(Records drawn from a dataset)
//! Host-side HTTP transport.
//!
//! Each request runs on its own worker thread through a blocking `reqwest`
//! client; the handle observes it through shared state. Completion callbacks
//! fire from the worker thread. Aborting flags the shared state so a
//! superseded worker discards its result and never invokes the callback.

use std::sync::{Arc, Mutex};
use std::thread;
use std::time::Duration;

use log::warn;

use super::transport::{
    CompletionFn, HttpTransport, Method, ReadyState, Response, TransportError, TransportHandle,
};

/// Time allowed for the TCP connect.
const CONNECT_TIMEOUT_SECS: u64 = 10;

/// Time allowed for the whole exchange.
const REQUEST_TIMEOUT_SECS: u64 = 30;

/// `HttpTransport` over `reqwest::blocking`, one worker thread per request.
pub struct ThreadedTransport {
    client: reqwest::blocking::Client,
}

impl ThreadedTransport {
    /// Create a transport with the default timeouts.
    pub fn new() -> Self {
        let client = reqwest::blocking::Client::builder()
            .connect_timeout(Duration::from_secs(CONNECT_TIMEOUT_SECS))
            .timeout(Duration::from_secs(REQUEST_TIMEOUT_SECS))
            .build()
            .unwrap_or_else(|e| {
                warn!("client builder failed ({}), using defaults", e);
                reqwest::blocking::Client::new()
            });
        Self { client }
    }
}

impl Default for ThreadedTransport {
    fn default() -> Self {
        Self::new()
    }
}

impl HttpTransport for ThreadedTransport {
    type Handle = ThreadedHandle;

    fn open(&mut self, method: Method, url: &str) -> Result<Self::Handle, TransportError> {
        let url = reqwest::Url::parse(url)
            .map_err(|e| TransportError::Connection(format!("invalid url {}: {}", url, e)))?;
        Ok(ThreadedHandle {
            client: self.client.clone(),
            method,
            url,
            headers: Vec::new(),
            shared: Arc::new(Mutex::new(Shared {
                state: ReadyState::Unsent,
                outcome: None,
                callback: None,
                aborted: false,
            })),
        })
    }
}

struct Shared {
    state: ReadyState,
    outcome: Option<Result<Response, TransportError>>,
    callback: Option<CompletionFn>,
    aborted: bool,
}

/// One in-flight request backed by a worker thread.
pub struct ThreadedHandle {
    client: reqwest::blocking::Client,
    method: Method,
    url: reqwest::Url,
    headers: Vec<(String, String)>,
    shared: Arc<Mutex<Shared>>,
}

impl ThreadedHandle {
    fn reqwest_method(method: Method) -> reqwest::Method {
        match method {
            Method::Get => reqwest::Method::GET,
            Method::Post => reqwest::Method::POST,
            Method::Put => reqwest::Method::PUT,
            Method::Delete => reqwest::Method::DELETE,
        }
    }
}

impl TransportHandle for ThreadedHandle {
    fn set_header(&mut self, name: &str, value: &str) {
        self.headers.push((name.to_string(), value.to_string()));
    }

    fn on_complete(&mut self, callback: CompletionFn) {
        let delivery = {
            let mut shared = self.shared.lock().expect("transport state poisoned");
            if shared.state == ReadyState::Done {
                // Exchange finished before the callback was registered;
                // deliver the outcome now, outside the lock.
                shared.outcome.take()
            } else {
                shared.callback = Some(callback);
                return;
            }
        };
        if let Some(outcome) = delivery {
            callback(outcome);
        }
    }

    fn send(&mut self, body: Option<&[u8]>) -> Result<(), TransportError> {
        {
            let mut shared = self.shared.lock().expect("transport state poisoned");
            if shared.state != ReadyState::Unsent {
                return Err(TransportError::Connection(
                    "request already sent".to_string(),
                ));
            }
            shared.state = ReadyState::Loading;
        }

        let client = self.client.clone();
        let method = Self::reqwest_method(self.method);
        let url = self.url.clone();
        let headers = self.headers.clone();
        let body = body.map(|b| b.to_vec());
        let shared = self.shared.clone();

        thread::spawn(move || {
            let mut request = client.request(method, url);
            for (name, value) in &headers {
                request = request.header(name.as_str(), value.as_str());
            }
            if let Some(bytes) = body {
                request = request.body(bytes);
            }

            let outcome = match request.send() {
                Ok(response) => {
                    let status = response.status().as_u16();
                    match response.text() {
                        Ok(body) => Ok(Response { status, body }),
                        Err(e) => Err(TransportError::Connection(e.to_string())),
                    }
                }
                Err(e) => Err(TransportError::Connection(e.to_string())),
            };

            let mut shared = shared.lock().expect("transport state poisoned");
            if shared.aborted {
                // Superseded; the result belongs to no one.
                return;
            }
            shared.state = ReadyState::Done;
            match shared.callback.take() {
                Some(callback) => {
                    drop(shared);
                    callback(outcome);
                }
                None => shared.outcome = Some(outcome),
            }
        });

        Ok(())
    }

    fn abort(&mut self) {
        let mut shared = self.shared.lock().expect("transport state poisoned");
        shared.aborted = true;
        shared.callback = None;
        shared.outcome = None;
        shared.state = ReadyState::Done;
    }

    fn ready_state(&self) -> ReadyState {
        self.shared.lock().expect("transport state poisoned").state
    }

    fn take_outcome(&mut self) -> Option<Result<Response, TransportError>> {
        self.shared
            .lock()
            .expect("transport state poisoned")
            .outcome
            .take()
    }
}

#[cfg(test)]
mod tests {
    use super::*;
    use std::net::TcpListener;

    #[test]
    fn test_open_rejects_invalid_url() {
        let mut transport = ThreadedTransport::new();
        let result = transport.open(Method::Get, "not a url");
        assert!(matches!(result, Err(TransportError::Connection(_))));
    }

    #[test]
    fn test_refused_connection_reports_error() {
        // Grab a free port, then close it again so nothing is listening.
        let port = {
            let listener = TcpListener::bind("127.0.0.1:0").unwrap();
            listener.local_addr().unwrap().port()
        };

        let mut transport = ThreadedTransport::new();
        let mut handle = transport
            .open(Method::Get, &format!("http://127.0.0.1:{}/", port))
            .unwrap();
        handle.send(None).unwrap();

        while handle.ready_state() != ReadyState::Done {
            thread::sleep(Duration::from_millis(10));
        }
        let outcome = handle.take_outcome().unwrap();
        assert!(matches!(outcome, Err(TransportError::Connection(_))));
    }

    #[test]
    fn test_double_send_is_rejected() {
        let port = {
            let listener = TcpListener::bind("127.0.0.1:0").unwrap();
            listener.local_addr().unwrap().port()
        };

        let mut transport = ThreadedTransport::new();
        let mut handle = transport
            .open(Method::Get, &format!("http://127.0.0.1:{}/", port))
            .unwrap();
        handle.send(None).unwrap();
        assert!(handle.send(None).is_err());
    }
}
//! Peer HTTP responder.
//!
//! The optional local server side of a device: a [`Router`] holds (path,
//! method, handler) registrations plus a catch-all not-found handler, and a
//! [`PeerServer`] serves it from a background thread. GET parameters arrive
//! in the query string, POST parameters in a form-url-encoded body, matching
//! what [`crate::client::RequestSession`] produces.

use std::io::Read;
use std::net::{IpAddr, SocketAddr};
use std::sync::atomic::{AtomicBool, Ordering};
use std::sync::Arc;
use std::thread;

use log::{error, info, warn};
use tiny_http::{Response, Server};

use crate::client::{decode_params, Method};

/// One parsed request as seen by a handler.
#[derive(Debug, Clone)]
pub struct PeerRequest {
    /// Path without the query string.
    pub path: String,
    /// GET or POST.
    pub method: Method,
    /// Decoded key/value parameters, in wire order.
    pub params: Vec<(String, String)>,
}

/// What a handler sends back.
#[derive(Debug, Clone, PartialEq, Eq)]
pub struct PeerReply {
    pub status: u16,
    pub body: String,
}

impl PeerReply {
    /// 200 with a body.
    pub fn ok(body: impl Into<String>) -> Self {
        Self {
            status: 200,
            body: body.into(),
        }
    }

    /// The default 404.
    pub fn not_found() -> Self {
        Self {
            status: 404,
            body: "Not found".to_string(),
        }
    }
}

type Handler = Box<dyn Fn(&PeerRequest) -> PeerReply + Send + Sync + 'static>;

/// Route registry: (path, method, handler) plus a catch-all.
#[derive(Default)]
pub struct Router {
    routes: Vec<(String, Method, Handler)>,
    not_found: Option<Handler>,
}

impl Router {
    pub fn new() -> Self {
        Self::default()
    }

    /// Register a handler for a path and method.
    pub fn on<F>(mut self, path: &str, method: Method, handler: F) -> Self
    where
        F: Fn(&PeerRequest) -> PeerReply + Send + Sync + 'static,
    {
        self.routes
            .push((path.to_string(), method, Box::new(handler)));
        self
    }

    /// Register the catch-all handler for unknown paths.
    pub fn on_not_found<F>(mut self, handler: F) -> Self
    where
        F: Fn(&PeerRequest) -> PeerReply + Send + Sync + 'static,
    {
        self.not_found = Some(Box::new(handler));
        self
    }

    /// Route a request to its handler, or to the catch-all.
    pub fn dispatch(&self, request: &PeerRequest) -> PeerReply {
        let wanted = normalize(&request.path);
        for (path, method, handler) in &self.routes {
            if *method == request.method && normalize(path) == wanted {
                return handler(request);
            }
        }
        match &self.not_found {
            Some(handler) => handler(request),
            None => PeerReply::not_found(),
        }
    }
}

/// Trailing-slash tolerant path comparison key.
fn normalize(path: &str) -> &str {
    if path.len() > 1 {
        path.trim_end_matches('/')
    } else {
        path
    }
}

/// HTTP responder running a [`Router`] on a background thread.
pub struct PeerServer {
    handle: Option<thread::JoinHandle<()>>,
    shutdown: Arc<AtomicBool>,
    local_addr: SocketAddr,
}

impl PeerServer {
    /// Start the server.
    ///
    /// # Arguments
    ///
    /// * `bind_addr` - IP address to bind to (use `None` for 0.0.0.0)
    /// * `port` - Port to listen on (0 picks a free one)
    /// * `router` - Routes to serve
    ///
    /// # Returns
    ///
    /// A handle to the running server. Drop it to stop the server.
    pub fn start(
        bind_addr: Option<IpAddr>,
        port: u16,
        router: Router,
    ) -> Result<Self, std::io::Error> {
        let addr = match bind_addr {
            Some(ip) => format!("{}:{}", ip, port),
            None => format!("0.0.0.0:{}", port),
        };

        let server = Server::http(&addr)
            .map_err(|e| std::io::Error::new(std::io::ErrorKind::AddrInUse, format!("{}", e)))?;
        let local_addr = server.server_addr().to_ip().ok_or_else(|| {
            std::io::Error::new(std::io::ErrorKind::AddrNotAvailable, "no local address")
        })?;

        info!("peer server listening on http://{}/", local_addr);

        let shutdown = Arc::new(AtomicBool::new(false));
        let shutdown_clone = shutdown.clone();

        let handle = thread::spawn(move || {
            Self::run_server(server, router, shutdown_clone);
        });

        Ok(Self {
            handle: Some(handle),
            shutdown,
            local_addr,
        })
    }

    /// Address the server is actually bound to.
    pub fn local_addr(&self) -> SocketAddr {
        self.local_addr
    }

    fn run_server(server: Server, router: Router, shutdown: Arc<AtomicBool>) {
        let allow_header =
            tiny_http::Header::from_bytes(&b"Allow"[..], &b"GET, POST"[..]).expect("static header");

        loop {
            // Use Acquire ordering to ensure we see the shutdown flag from stop()
            if shutdown.load(Ordering::Acquire) {
                info!("peer server shutting down");
                break;
            }

            match server.recv_timeout(std::time::Duration::from_millis(100)) {
                Ok(Some(mut request)) => {
                    let method = match request.method() {
                        tiny_http::Method::Get => Method::Get,
                        tiny_http::Method::Post => Method::Post,
                        _ => {
                            let response = Response::from_string("Method Not Allowed")
                                .with_status_code(405)
                                .with_header(allow_header.clone());
                            let _ = request.respond(response);
                            continue;
                        }
                    };

                    let url = request.url().to_string();
                    let (path, query) = match url.split_once('?') {
                        Some((path, query)) => (path.to_string(), query.to_string()),
                        None => (url, String::new()),
                    };

                    let params = match method {
                        Method::Get => decode_params(&query),
                        _ => {
                            let mut body = String::new();
                            if let Err(e) = request.as_reader().read_to_string(&mut body) {
                                warn!("failed to read request body: {}", e);
                            }
                            decode_params(&body)
                        }
                    };

                    let reply = router.dispatch(&PeerRequest {
                        path,
                        method,
                        params,
                    });
                    let response =
                        Response::from_string(reply.body).with_status_code(reply.status);
                    if let Err(e) = request.respond(response) {
                        warn!("failed to send response: {}", e);
                    }
                }
                Ok(None) => {
                    // Timeout, check shutdown flag and continue
                }
                Err(e) => {
                    error!("server error: {}", e);
                    break;
                }
            }
        }
    }

    /// Stop the server.
    ///
    /// Note: May take up to 100ms due to polling interval.
    pub fn stop(&mut self) {
        // Use Release ordering to ensure the server thread sees this write
        self.shutdown.store(true, Ordering::Release);
        if let Some(handle) = self.handle.take() {
            let _ = handle.join();
        }
    }
}

impl Drop for PeerServer {
    fn drop(&mut self) {
        self.stop();
    }
}
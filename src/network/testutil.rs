//! Scripted WiFi driver for state-machine tests.

use std::cell::Cell;
use std::net::{IpAddr, Ipv4Addr};

use super::{DriverError, WifiDriver};
use crate::config::StaticAddressConfig;

/// Scripted driver: visibility, failures, and connection timing are all
/// configured up front; every call is counted.
pub(crate) struct MockDriver {
    visible: Vec<String>,
    scan_error: Option<String>,
    join_error: Option<String>,
    host_error: Option<String>,
    config_error: Option<String>,
    /// Report connected on the Nth status check; `None` means never.
    connected_after: Option<u32>,
    scan_count: u32,
    join_calls: u32,
    host_calls: u32,
    disconnect_calls: u32,
    status_checks: Cell<u32>,
}

impl MockDriver {
    pub fn new() -> Self {
        Self {
            visible: Vec::new(),
            scan_error: None,
            join_error: None,
            host_error: None,
            config_error: None,
            connected_after: None,
            scan_count: 0,
            join_calls: 0,
            host_calls: 0,
            disconnect_calls: 0,
            status_checks: Cell::new(0),
        }
    }

    pub fn with_visible(mut self, names: &[&str]) -> Self {
        self.visible = names.iter().map(|s| s.to_string()).collect();
        self
    }

    pub fn with_scan_error(mut self, msg: &str) -> Self {
        self.scan_error = Some(msg.to_string());
        self
    }

    pub fn with_join_error(mut self, msg: &str) -> Self {
        self.join_error = Some(msg.to_string());
        self
    }

    pub fn with_host_error(mut self, msg: &str) -> Self {
        self.host_error = Some(msg.to_string());
        self
    }

    pub fn with_config_error(mut self, msg: &str) -> Self {
        self.config_error = Some(msg.to_string());
        self
    }

    pub fn connected_after(mut self, checks: Option<u32>) -> Self {
        self.connected_after = checks;
        self
    }

    pub fn scan_count(&self) -> u32 {
        self.scan_count
    }

    pub fn join_calls(&self) -> u32 {
        self.join_calls
    }

    pub fn host_calls(&self) -> u32 {
        self.host_calls
    }

    pub fn disconnect_calls(&self) -> u32 {
        self.disconnect_calls
    }

    pub fn status_checks(&self) -> u32 {
        self.status_checks.get()
    }
}

impl WifiDriver for MockDriver {
    fn scan(&mut self) -> Result<Vec<String>, DriverError> {
        self.scan_count += 1;
        match &self.scan_error {
            Some(msg) => Err(DriverError::ScanFailed(msg.clone())),
            None => Ok(self.visible.clone()),
        }
    }

    fn join(&mut self, _ssid: &str, _secret: &str) -> Result<(), DriverError> {
        self.join_calls += 1;
        match &self.join_error {
            Some(msg) => Err(DriverError::ActionFailed(msg.clone())),
            None => Ok(()),
        }
    }

    fn host(&mut self, _ssid: &str, _secret: &str) -> Result<(), DriverError> {
        self.host_calls += 1;
        match &self.host_error {
            Some(msg) => Err(DriverError::ActionFailed(msg.clone())),
            None => Ok(()),
        }
    }

    fn configure_station(&mut self, _config: &StaticAddressConfig) -> Result<(), DriverError> {
        match &self.config_error {
            Some(msg) => Err(DriverError::AddressConfig(msg.clone())),
            None => Ok(()),
        }
    }

    fn configure_access_point(&mut self, config: &StaticAddressConfig) -> Result<(), DriverError> {
        self.configure_station(config)
    }

    fn is_connected(&self) -> bool {
        let checks = self.status_checks.get() + 1;
        self.status_checks.set(checks);
        self.connected_after.is_some_and(|n| checks >= n)
    }

    fn ip_addr(&self) -> Option<IpAddr> {
        if self.join_calls > 0 || self.host_calls > 0 {
            Some(IpAddr::V4(Ipv4Addr::new(192, 168, 2, 10)))
        } else {
            None
        }
    }

    fn disconnect(&mut self) {
        self.disconnect_calls += 1;
    }
}
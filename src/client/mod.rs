//! Peer HTTP client.
//!
//! A [`RequestSession`] sends GET/POST requests to one peer device and
//! delivers the outcome either synchronously (the caller blocks in a poll
//! loop) or asynchronously (a completion callback fires from the transport).
//!
//! The actual wire work sits behind the [`HttpTransport`]/[`TransportHandle`]
//! traits; on the host, [`ThreadedTransport`] implements them over a worker
//! thread per request.

mod encode;
mod session;
#[cfg(not(target_os = "espidf"))]
mod threaded;
mod transport;

pub use encode::{decode_params, encode_params, FORM_CONTENT_TYPE};
pub use session::{RequestSession, SessionError, PEER_HTTP_PORT, POLL_INTERVAL, STATUS_OK};
#[cfg(not(target_os = "espidf"))]
pub use threaded::ThreadedTransport;
pub use transport::{
    CompletionFn, HttpTransport, Method, ReadyState, Response, TransportError, TransportHandle,
};
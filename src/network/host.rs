//! Host WiFi driver.
//!
//! On host systems the OS handles networking, so join/host are immediate
//! successes and scanning sees nothing (selection then falls back to host
//! mode). Lets the full bootstrap and demos run without hardware.

use std::net::IpAddr;

use log::info;

use super::{DriverError, WifiDriver};
use crate::config::StaticAddressConfig;

/// Host driver: the OS network stands in for the radio.
pub struct HostWifi {
    associated: bool,
    ip_addr: Option<IpAddr>,
}

impl HostWifi {
    /// Create a new host driver.
    pub fn new() -> Self {
        Self {
            associated: false,
            ip_addr: None,
        }
    }

    /// Get the primary local IP address.
    ///
    /// This uses a trick: create a UDP socket and "connect" to a public IP
    /// (doesn't actually send anything), then check which local address was
    /// chosen.
    fn detect_local_ip() -> Option<IpAddr> {
        use std::net::UdpSocket;

        let socket = UdpSocket::bind("0.0.0.0:0").ok()?;
        socket.connect("8.8.8.8:80").ok()?;
        let local_addr = socket.local_addr().ok()?;
        Some(local_addr.ip())
    }

    fn associate(&mut self, ssid: &str) {
        self.ip_addr = Self::detect_local_ip();
        self.associated = true;
        match self.ip_addr {
            Some(ip) => info!("host network standing in for {}, local IP: {}", ssid, ip),
            None => info!("host network standing in for {}, no local IP detected", ssid),
        }
    }
}

impl Default for HostWifi {
    fn default() -> Self {
        Self::new()
    }
}

impl WifiDriver for HostWifi {
    fn scan(&mut self) -> Result<Vec<String>, DriverError> {
        // The OS does not expose a scan here; report nothing visible.
        Ok(Vec::new())
    }

    fn join(&mut self, ssid: &str, _secret: &str) -> Result<(), DriverError> {
        self.associate(ssid);
        Ok(())
    }

    fn host(&mut self, ssid: &str, _secret: &str) -> Result<(), DriverError> {
        self.associate(ssid);
        Ok(())
    }

    fn configure_station(&mut self, _config: &StaticAddressConfig) -> Result<(), DriverError> {
        // The OS owns addressing on the host.
        Ok(())
    }

    fn configure_access_point(&mut self, _config: &StaticAddressConfig) -> Result<(), DriverError> {
        Ok(())
    }

    fn is_connected(&self) -> bool {
        self.associated
    }

    fn ip_addr(&self) -> Option<IpAddr> {
        if self.associated {
            self.ip_addr
        } else {
            None
        }
    }

    fn disconnect(&mut self) {
        self.associated = false;
        self.ip_addr = None;
    }
}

■ EXERCISE PROMPT ■
Copy out the range of lines above starting at the line with "pub fn with_host_error(mut" and ending at the line with "pub fn scan_count(&self)", exactly and including both.

■ TASK OUTPUT ■
    pub fn with_host_error(mut self, msg: &str) -> Self {
        self.host_error = Some(msg.to_string());
        self
    }

    pub fn with_config_error(mut self, msg: &str) -> Self {
        self.config_error = Some(msg.to_string());
        self
    }

    pub fn connected_after(mut self, checks: Option<u32>) -> Self {
        self.connected_after = checks;
        self
    }

    pub fn scan_count(&self) -> u32 {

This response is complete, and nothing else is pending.